Они сели с краю стола, рядом с Павлом, совестясь, что тут они не по праву, и не зная, как есть с тарелок. Поглядывали на них солдаты и видели старикову руку.

– Кушай, мать, – сказал рыжий солдат напротив и подал старухе кусок с жиром на косточке. – У нас тут всего вволю.

И еще два раза ходили они к сыну и сидели на койке. Стал поговаривать кум, что дворник обижается за сторожку. Тогда они собрались ехать. Старуха отдала сыну четыре рубля, сказала: «У нас всего есть, и овчины я себе новые купила», – и простилась. Он, как и все раза, вывел их к воротам.
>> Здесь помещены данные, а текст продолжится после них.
pub mod changelog;
pub mod delta;
pub mod merge;
pub mod state;
pub mod store;

pub use changelog::{ChangeLog, CHANGE_LOG_CAPACITY};
pub use delta::{apply_delta, compute_delta};
pub use merge::{entity_similarity, merge_entities, merge_graph_entities, merge_graphs};
pub use state::{GraphStateManager, GraphUpdate};
pub use store::Neo4jAccelerator;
В полутемных сенях под лестницей он обернулся и заступил старухе дорогу.

– Покрести, маменька.

Она покрестила его большими крестами, стукая ногтями в лоб, грудь и мягкие плечи, три раза шепча молитву. Он поклонился ей и влепился твердыми своими губами в ее холодный и мягкий, пахнущий полушубком рот. У Андрона заходили руки, а нога наступила на полу тулупа. Простился с ним Павел, слыша руками, какой пустой стал тулуп, вывел на улицу и помахал своей белой лапой. И до самого поворота оглядывалась на него старуха.

III

Искали племянника, городового – не нашли: перевелся за Москву, в Петровские Парки. Толконулись к сестрину крестнику, пивщику. Напоила крестникова жена чаем с баранками и дала тридцать копеек, сказала, что дело прикрыли, будут держать чайную в Серпухове, поехал муж приглядеть. Сходила старуха к Иверской, купила для старика масла у Пантелеймона, помолилась в Всех Скорбящих, походила у кремлевских соборов – не попала к службе.

Указал кучер, где надо походить. Андрон совсем разморился, сидел в дворницкой, спрашивал дворника, много ли выгоняет в месяц и много ли работы, и все рассказывал, как служил на газовом заводе. Завод на всю Москву подает свету!